House Republican defeat of rail safety bill “myopic” and “reeks of partisanship”

House Republican defeat of rail safety bill “myopic” and “reeks of partisanship”

DEM-NPL legislators will lead effort to reconsider legislation, push rail safety study in Public Service Commission budget

(BISMARCK, N.D.) – In response to a largely party line vote Monday in the North Dakota House of Representatives to defeat legislation to improve rail safety, Democratic-NPL legislators announced an effort to reconsider the bill on the House floor. SB 2293, sponsored by Senator George Sinner, D-Fargo, would direct the North Dakota Department of Transportation to report to an interim legislative committee on railroad crossings, emergency response procedures, tank car specifications, and other issues affecting rail safety in North Dakota.

Representative Marie Strinden, D-Grand Forks, intends to bring back the legislation for reconsideration during floor session today.

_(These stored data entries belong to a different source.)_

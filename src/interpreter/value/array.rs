use nalgebra::{DMatrix, LU};
use num_complex::Complex64;

use crate::interpreter::value::scalar::Scalar;

/// Pivots smaller than this, relative to the matrix norm, are treated as zero.
const SINGULAR_EPSILON: f64 = 1e-12;

/// A rectangular array of scalars stored in row-major order.
///
/// The shape has at least one dimension; zero-dimensional results are always
/// represented as plain scalars. `data.len()` always equals the product of the
/// shape.
#[derive(Debug, Clone, PartialEq)]
pub struct MathArray {
    shape: Vec<usize>,
    data:  Vec<Scalar>,
}

impl MathArray {
    /// Builds an array from a shape and row-major data.
    ///
    /// Returns `None` when the shape is empty, contains a zero extent, or does
    /// not match the number of elements.
    ///
    /// # Example
    /// ```
    /// use mathgrader::interpreter::value::{array::MathArray, scalar::Scalar};
    ///
    /// let m = MathArray::new(vec![2, 2], vec![Scalar::ONE; 4]).unwrap();
    /// assert_eq!(m.shape(), &[2, 2]);
    ///
    /// assert!(MathArray::new(vec![2, 2], vec![Scalar::ONE; 3]).is_none());
    /// ```
    #[must_use]
    pub fn new(shape: Vec<usize>, data: Vec<Scalar>) -> Option<Self> {
        if shape.is_empty() || shape.contains(&0) || shape.iter().product::<usize>() != data.len() {
            return None;
        }
        Some(Self { shape, data })
    }

    /// Builds a vector.
    ///
    /// Returns `None` for an empty vector.
    #[must_use]
    pub fn vector(data: Vec<Scalar>) -> Option<Self> {
        Self::new(vec![data.len()], data)
    }

    /// Builds a real vector from `f64` entries.
    #[must_use]
    pub fn real_vector(data: &[f64]) -> Option<Self> {
        Self::vector(data.iter().copied().map(Scalar::Real).collect())
    }

    /// Builds a real matrix from rows of `f64` entries.
    ///
    /// Returns `None` when the rows are empty or ragged.
    ///
    /// # Example
    /// ```
    /// use mathgrader::interpreter::value::array::MathArray;
    ///
    /// let m = MathArray::real_matrix(&[vec![1.0, 2.0, 3.0], vec![4.0, 5.0, 6.0]]).unwrap();
    /// assert_eq!(m.shape(), &[2, 3]);
    ///
    /// assert!(MathArray::real_matrix(&[vec![1.0], vec![1.0, 2.0]]).is_none());
    /// ```
    #[must_use]
    pub fn real_matrix(rows: &[Vec<f64>]) -> Option<Self> {
        let cols = rows.first()?.len();
        if rows.iter().any(|r| r.len() != cols) {
            return None;
        }
        let data = rows.iter().flatten().copied().map(Scalar::Real).collect();
        Self::new(vec![rows.len(), cols], data)
    }

    /// The `n x n` identity matrix.
    #[must_use]
    pub fn identity(n: usize) -> Self {
        let mut data = vec![Scalar::ZERO; n * n];
        for i in 0..n {
            data[i * n + i] = Scalar::ONE;
        }
        Self { shape: vec![n, n],
               data }
    }

    /// Stacks arrays of identical shape along a new leading axis.
    ///
    /// Returns `None` if the parts are empty or their shapes differ.
    #[must_use]
    pub fn stack(parts: &[Self]) -> Option<Self> {
        let inner = parts.first()?.shape.clone();
        if parts.iter().any(|p| p.shape != inner) {
            return None;
        }
        let mut shape = vec![parts.len()];
        shape.extend(inner);
        let data = parts.iter().flat_map(|p| p.data.iter().copied()).collect();
        Self::new(shape, data)
    }

    /// The extents of each dimension.
    #[must_use]
    pub fn shape(&self) -> &[usize] {
        &self.shape
    }

    /// Number of dimensions.
    #[must_use]
    pub fn ndim(&self) -> usize {
        self.shape.len()
    }

    /// Elements in row-major order.
    #[must_use]
    pub fn data(&self) -> &[Scalar] {
        &self.data
    }

    /// Returns `true` when this is a matrix with as many rows as columns.
    #[must_use]
    pub fn is_square(&self) -> bool {
        matches!(self.shape.as_slice(), [r, c] if r == c)
    }

    /// Returns `true` when every entry is stored as a real number.
    #[must_use]
    pub fn is_real(&self) -> bool {
        self.data.iter().all(|s| s.is_real())
    }

    /// Entry `(row, col)` of a matrix.
    #[must_use]
    pub fn get(&self, row: usize, col: usize) -> Scalar {
        self.data[row * self.shape[1] + col]
    }

    /// Applies `f` to every element.
    #[must_use]
    pub fn map(&self, f: impl Fn(Scalar) -> Scalar) -> Self {
        Self { shape: self.shape.clone(),
               data:  self.data.iter().copied().map(f).collect(), }
    }

    /// Combines two arrays of identical shape element by element.
    ///
    /// The caller is responsible for checking the shapes first.
    #[must_use]
    pub fn zip_map(&self, other: &Self, f: impl Fn(Scalar, Scalar) -> Scalar) -> Self {
        Self { shape: self.shape.clone(),
               data:  self.data
                          .iter()
                          .zip(&other.data)
                          .map(|(a, b)| f(*a, *b))
                          .collect(), }
    }

    /// Frobenius norm, the Euclidean norm for vectors.
    ///
    /// # Example
    /// ```
    /// use mathgrader::interpreter::value::array::MathArray;
    ///
    /// let v = MathArray::real_vector(&[3.0, 4.0]).unwrap();
    /// assert_eq!(v.norm(), 5.0);
    /// ```
    #[must_use]
    pub fn norm(&self) -> f64 {
        self.data.iter().map(|s| s.abs().powi(2)).sum::<f64>().sqrt()
    }

    /// Sum of `a[k] * b[k]` without conjugation.
    ///
    /// Both arrays must be vectors of the same length.
    #[must_use]
    pub fn dot(&self, other: &Self) -> Scalar {
        self.data
            .iter()
            .zip(&other.data)
            .fold(Scalar::ZERO, |acc, (a, b)| acc + *a * *b)
    }

    /// Matrix product of two matrices with matching inner dimension.
    #[must_use]
    pub fn matmul(&self, other: &Self) -> Self {
        let (m, k, n) = (self.shape[0], self.shape[1], other.shape[1]);
        let mut data = Vec::with_capacity(m * n);
        for i in 0..m {
            for j in 0..n {
                let sum =
                    (0..k).fold(Scalar::ZERO, |acc, t| acc + self.get(i, t) * other.get(t, j));
                data.push(sum);
            }
        }
        Self { shape: vec![m, n],
               data }
    }

    /// Matrix times vector: contracts the matrix columns with the vector.
    #[must_use]
    pub fn mat_vec(&self, vector: &Self) -> Self {
        let (m, k) = (self.shape[0], self.shape[1]);
        let row = |i| (0..k).fold(Scalar::ZERO, |acc, t| acc + self.get(i, t) * vector.data[t]);
        let data = (0..m).map(row).collect();
        Self { shape: vec![m],
               data }
    }

    /// Vector times matrix: contracts the vector with the matrix rows.
    #[must_use]
    pub fn vec_mat(&self, matrix: &Self) -> Self {
        let (k, n) = (matrix.shape[0], matrix.shape[1]);
        let col = |j| (0..k).fold(Scalar::ZERO, |acc, t| acc + self.data[t] * matrix.get(t, j));
        let data = (0..n).map(col).collect();
        Self { shape: vec![n],
               data }
    }

    /// Transpose of a matrix.
    #[must_use]
    pub fn transpose(&self) -> Self {
        let (rows, cols) = (self.shape[0], self.shape[1]);
        let mut data = Vec::with_capacity(rows * cols);
        for j in 0..cols {
            for i in 0..rows {
                data.push(self.get(i, j));
            }
        }
        Self { shape: vec![cols, rows],
               data }
    }

    /// Conjugate transpose of a matrix.
    #[must_use]
    pub fn conj_transpose(&self) -> Self {
        self.transpose().map(Scalar::conj)
    }

    /// Sum of the diagonal of a square matrix.
    #[must_use]
    pub fn trace(&self) -> Scalar {
        (0..self.shape[0]).fold(Scalar::ZERO, |acc, i| acc + self.get(i, i))
    }

    /// Determinant of a square matrix from its LU factorization.
    ///
    /// Real matrices stay real; anything else is factored over the complex
    /// numbers.
    ///
    /// # Example
    /// ```
    /// use mathgrader::interpreter::value::{array::MathArray, scalar::Scalar};
    ///
    /// let m = MathArray::real_matrix(&[vec![1.0, 2.0], vec![3.0, 4.0]]).unwrap();
    /// let det = m.determinant().re();
    /// assert!((det + 2.0).abs() < 1e-12);
    /// ```
    #[must_use]
    pub fn determinant(&self) -> Scalar {
        match self.to_real_dmatrix() {
            Some(matrix) => Scalar::Real(LU::new(matrix).determinant()),
            None => Scalar::Complex(LU::new(self.to_complex_dmatrix()).determinant()),
        }
    }

    /// Inverse of a square matrix.
    ///
    /// Returns `None` when the matrix is singular to working precision.
    #[must_use]
    pub fn inverse(&self) -> Option<Self> {
        let threshold = SINGULAR_EPSILON * self.norm().max(1.0);
        match self.to_real_dmatrix() {
            Some(matrix) => {
                let lu = LU::new(matrix);
                if lu.u().diagonal().iter().any(|p| p.abs() <= threshold) {
                    return None;
                }
                lu.try_inverse().map(|inverse| Self::from_real_dmatrix(&inverse))
            },
            None => {
                let lu = LU::new(self.to_complex_dmatrix());
                if lu.u().diagonal().iter().any(|p| p.norm() <= threshold) {
                    return None;
                }
                lu.try_inverse().map(|inverse| Self::from_complex_dmatrix(&inverse))
            },
        }
    }

    /// The orthonormal factor `Q` of the QR decomposition of a square matrix.
    ///
    /// Returns `None` when the columns are linearly dependent to working
    /// precision.
    ///
    /// # Example
    /// ```
    /// use mathgrader::interpreter::value::array::MathArray;
    ///
    /// let m = MathArray::real_matrix(&[vec![2.0, 1.0], vec![1.0, 3.0]]).unwrap();
    /// let q = m.orthonormal_factor().unwrap();
    /// let product = q.matmul(&q.transpose());
    /// assert!((product.get(0, 0).re() - 1.0).abs() < 1e-12);
    /// assert!(product.get(0, 1).abs() < 1e-12);
    ///
    /// let rank_one = MathArray::real_matrix(&[vec![1.0, 2.0], vec![2.0, 4.0]]).unwrap();
    /// assert!(rank_one.orthonormal_factor().is_none());
    /// ```
    #[must_use]
    pub fn orthonormal_factor(&self) -> Option<Self> {
        let threshold = SINGULAR_EPSILON * self.norm().max(1.0);
        match self.to_real_dmatrix() {
            Some(matrix) => {
                let qr = matrix.qr();
                if qr.r().diagonal().iter().any(|d| d.abs() <= threshold) {
                    return None;
                }
                Some(Self::from_real_dmatrix(&qr.q()))
            },
            None => {
                let qr = self.to_complex_dmatrix().qr();
                if qr.r().diagonal().iter().any(|d| d.norm() <= threshold) {
                    return None;
                }
                Some(Self::from_complex_dmatrix(&qr.q()))
            },
        }
    }

    fn to_real_dmatrix(&self) -> Option<DMatrix<f64>> {
        let data = self.data.iter().map(|s| s.as_real()).collect::<Option<Vec<_>>>()?;
        Some(DMatrix::from_row_slice(self.shape[0], self.shape[1], &data))
    }

    fn to_complex_dmatrix(&self) -> DMatrix<Complex64> {
        let data: Vec<Complex64> = self.data.iter().map(|s| s.to_complex()).collect();
        DMatrix::from_row_slice(self.shape[0], self.shape[1], &data)
    }

    // nalgebra stores columns contiguously; the transpose yields our row order.
    fn from_real_dmatrix(matrix: &DMatrix<f64>) -> Self {
        Self { shape: vec![matrix.nrows(), matrix.ncols()],
               data:  matrix.transpose().iter().map(|&x| Scalar::Real(x)).collect(), }
    }

    fn from_complex_dmatrix(matrix: &DMatrix<Complex64>) -> Self {
        Self { shape: vec![matrix.nrows(), matrix.ncols()],
               data:  matrix.transpose().iter().map(|&z| Scalar::Complex(z)).collect(), }
    }

    /// Raises a square matrix to a non-negative integer power by repeated
    /// squaring.
    #[must_use]
    pub fn matrix_power(&self, mut exponent: u64) -> Self {
        let mut result = Self::identity(self.shape[0]);
        let mut base = self.clone();
        while exponent > 0 {
            if exponent & 1 == 1 {
                result = result.matmul(&base);
            }
            exponent >>= 1;
            if exponent > 0 {
                base = base.matmul(&base);
            }
        }
        result
    }

    /// Cross product of two 3-vectors.
    #[must_use]
    pub fn cross(&self, other: &Self) -> Self {
        let (a, b) = (&self.data, &other.data);
        let data = vec![a[1] * b[2] - a[2] * b[1],
                        a[2] * b[0] - a[0] * b[2],
                        a[0] * b[1] - a[1] * b[0]];
        Self { shape: vec![3],
               data }
    }

    /// Rescales the array so that its Frobenius norm equals `target`.
    ///
    /// A zero array is returned unchanged.
    #[must_use]
    pub fn with_norm(&self, target: f64) -> Self {
        let norm = self.norm();
        if norm == 0.0 {
            return self.clone();
        }
        let factor = Scalar::Real(target / norm);
        self.map(|s| s * factor)
    }
}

“The House majority’s vote to defeat this modest step towards improving the safety of our rails and communities was extraordinarily myopic,” said Representative Kenton Onstad of Parshall, the House Minority Leader “There is plainly no good reason to reject comprehensive consideration of the risks and needs regarding rail safety in North Dakota. On the other hand, we have every reason to want to improve the safety of our communities. On balance, it’s not even a close call.”

Monday’s 55-34 vote to defeat the rail safety bill was a sharp departure from the bipartisan support the bill previously received throughout the legislative process this session. For instance, the legislation garnered unanimous support when considered by the Senate on February 13 and came to the House floor after receiving a 10 to 2 “do pass” recommendation from the House Political Subdivisions Committee on March 13.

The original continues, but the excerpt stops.